Records from a dataset
--- START ---

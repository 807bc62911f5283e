use chrono::NaiveDateTime;
use serde::{Deserialize, Serialize};

use crate::domain::types::UserId;

/// Canonical user record.
///
/// Carries the stored bcrypt hash; it must never leave the service layer.
#[derive(Debug, Clone, Serialize, Deserialize)]
pub struct User {
    pub id: UserId,
    pub email: String,
    pub username: String,
    pub name: String,
    pub password_hash: String,
    pub is_admin: bool,
    pub created_at: NaiveDateTime,
    pub updated_at: NaiveDateTime,
}

/// Data required to insert a new [`User`].
#[derive(Debug, Clone, Serialize, Deserialize, PartialEq)]
pub struct NewUser {
    pub email: String,
    pub username: String,
    pub name: String,
    pub password_hash: String,
    pub is_admin: bool,
    pub created_at: NaiveDateTime,
    pub updated_at: NaiveDateTime,
}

--- END ---

## Action item
For this exercise, copy word for word the line that contains "the service layer." and every line after it, ending with the last line of the entries above.

## Result of the task
/// Carries the stored bcrypt hash; it must never leave the service layer.
#[derive(Debug, Clone, Serialize, Deserialize)]
pub struct User {
    pub id: UserId,
    pub email: String,
    pub username: String,
    pub name: String,
    pub password_hash: String,
    pub is_admin: bool,
    pub created_at: NaiveDateTime,
    pub updated_at: NaiveDateTime,
}

/// Data required to insert a new [`User`].
#[derive(Debug, Clone, Serialize, Deserialize, PartialEq)]
pub struct NewUser {
    pub email: String,
    pub username: String,
    pub name: String,
    pub password_hash: String,
    pub is_admin: bool,
    pub created_at: NaiveDateTime,
    pub updated_at: NaiveDateTime,
}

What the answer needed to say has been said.